At the address on file with the Company

Dear David:

This letter agreement (this “Agreement”) confirms the agreement between you and Warner Bros. Discovery, Inc. (the “Company”) regarding certain payments that you may become entitled to receive in connection with the proposed acquisition (the “Acquisition”) of the Company by Paramount Skydance Corporation (“Parent”), pursuant to that certain Agreement and Plan of Merger, dated as of February 27, 2026, by and among Parent, the Company, and other signatories thereto (as amended, the “Merger Agreement”). Capitalized terms used but not otherwise defined in this Agreement have the meanings given to such terms in the Merger Agreement.
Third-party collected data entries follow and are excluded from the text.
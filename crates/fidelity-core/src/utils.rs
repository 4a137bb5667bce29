//! Utility functions for working with data slices

use crate::error::{Error, Result};

/// Sort data and return a new vector
///
/// Handles NaN values by placing them at the end.
///
/// # Examples
///
/// ```rust
/// use fidelity_core::utils::sorted;
///
/// let data = vec![3.0, 1.0, 5.0, 2.0, 4.0];
/// assert_eq!(sorted(&data), vec![1.0, 2.0, 3.0, 4.0, 5.0]);
/// ```
pub fn sorted(data: &[f64]) -> Vec<f64> {
    let mut sorted = data.to_vec();
    sorted.sort_by(|a, b| a.total_cmp(b));
    sorted
}

/// Calculate the mean of a slice
///
/// Returns 0.0 for empty slices.
///
/// # Examples
///
/// ```rust
/// use fidelity_core::utils::mean;
///
/// assert_eq!(mean(&[1.0, 2.0, 3.0]), 2.0);
/// assert_eq!(mean(&[]), 0.0);
/// ```
pub fn mean(data: &[f64]) -> f64 {
    if data.is_empty() {
        return 0.0;
    }
    let sum: f64 = data.iter().sum();
    sum / data.len() as f64
}

/// Population standard deviation (divisor n)
///
/// Returns 0.0 for empty slices.
pub fn population_std_dev(data: &[f64]) -> f64 {
    if data.is_empty() {
        return 0.0;
    }
    let m = mean(data);
    let variance = data.iter().map(|&x| (x - m) * (x - m)).sum::<f64>() / data.len() as f64;
    variance.sqrt()
}

/// Minimum and maximum of a slice, or `None` when it is empty
pub fn min_max(data: &[f64]) -> Option<(f64, f64)> {
    let first = *data.first()?;
    Some(
        data.iter()
            .fold((first, first), |(lo, hi), &x| (lo.min(x), hi.max(x))),
    )
}

/// Fail with [`Error::Computation`] if any value is NaN or infinite
pub fn check_finite(data: &[f64], context: &str) -> Result<()> {
    if data.iter().all(|x| x.is_finite()) {
        Ok(())
    } else {
        Err(Error::non_finite(context))
    }
}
If the Merger Agreement terminates pursuant to its terms, this Agreement will terminate and be of no force or effect.

1. Certain Taxes.

Notwithstanding anything to the contrary, in the event that it is determined that any payment, award, benefit or distribution (or any acceleration of any payment, award, benefit or distribution) by the Company or any of its affiliated entities (including their respective successors), including for purposes of clarity any severance payments or grant or accelerated vesting of equity awards, to or for your benefit (the “Payments”) would, as a result of the Acquisition, be subject to the excise tax imposed by Section 4999 of the Internal Revenue Code of 1986, as amended (the “Code”), or any interest or penalties are incurred by you with respect to such excise tax (such excise tax, together with any such interest and penalties, the “Excise Tax”), then the Company shall pay you an additional payment (which, for this purpose, includes withholding and remittance of taxes by Parent or the Company on your behalf) (a “Reimbursement Payment”) in an amount such that after payment by you of all taxes (including, without limitation, any income taxes on the Reimbursement Payment and any interest and penalties imposed with respect to, and any excise tax imposed upon, the Reimbursement Payment), you retain an amount of the Reimbursement Payment equal to the Excise Tax imposed upon the Payments. The Reimbursement Payment payable with respect to any Payment will be made promptly following the determination by the 280G Advisor (as defined below) that the Reimbursement Payment is due (and, subject to Section 2, in no event later than the day that such Excise Taxes are required to be paid by you or withheld by the Company). Notwithstanding anything to the contrary in this Agreement, all or any portion of a Reimbursement Payment (including any portion you would otherwise be entitled to retain) may, at the Company’s sole discretion, be withheld by the Company or one of its affiliates and remitted to the Internal Revenue Service and any other applicable taxing authority for your benefit (and, for purposes of this Agreement, any such amounts will be deemed to have been paid to you).


2. Determinations.

You and the Company agree that for purposes of determining whether any of the Payments will be subject to the Excise Tax and the amount of such Excise Tax, an independent public accounting firm selected by the Company in its discretion (the “280G Advisor”) after consulting with you and your counsel will be retained. For purposes of making such determinations, the 280G Advisor may make reasonable assumptions and approximations concerning applicable taxes and may rely on reasonable, good faith interpretations concerning the application of Sections 280G and 4999 of the Code, and may take into account the value of any reasonable compensation for services to be rendered by you before or after the Acquisition or other positions that may mitigate the amount of the Excise Tax. You shall cooperate in the valuation of any such services and cooperate in good faith with any other reasonable requests by the Company or Parent to mitigate the impact of Sections 280G and 4999 of the Code, including exercising vested Company Options. You and the Company shall furnish to the 280G Advisor such information and documents as the 280G Advisor may reasonably request in order to make a determination under this Agreement. The Company shall bear all costs the 280G Advisor incurs in connection with any calculations contemplated by this Agreement. The 280G Advisor shall provide detailed supporting calculations both to you, Parent and the Company upon request. The Company agrees to take a tax reporting position that is consistent with the determination of the 280G Advisor and supported by appropriate supporting documentation. Notwithstanding anything to the contrary, the Company may take such actions permitted under the Merger Agreement to mitigate the amount of the Excise Tax and Parent will be provided with the opportunity to review and provide comments on the calculations and determinations of the 280G Advisor.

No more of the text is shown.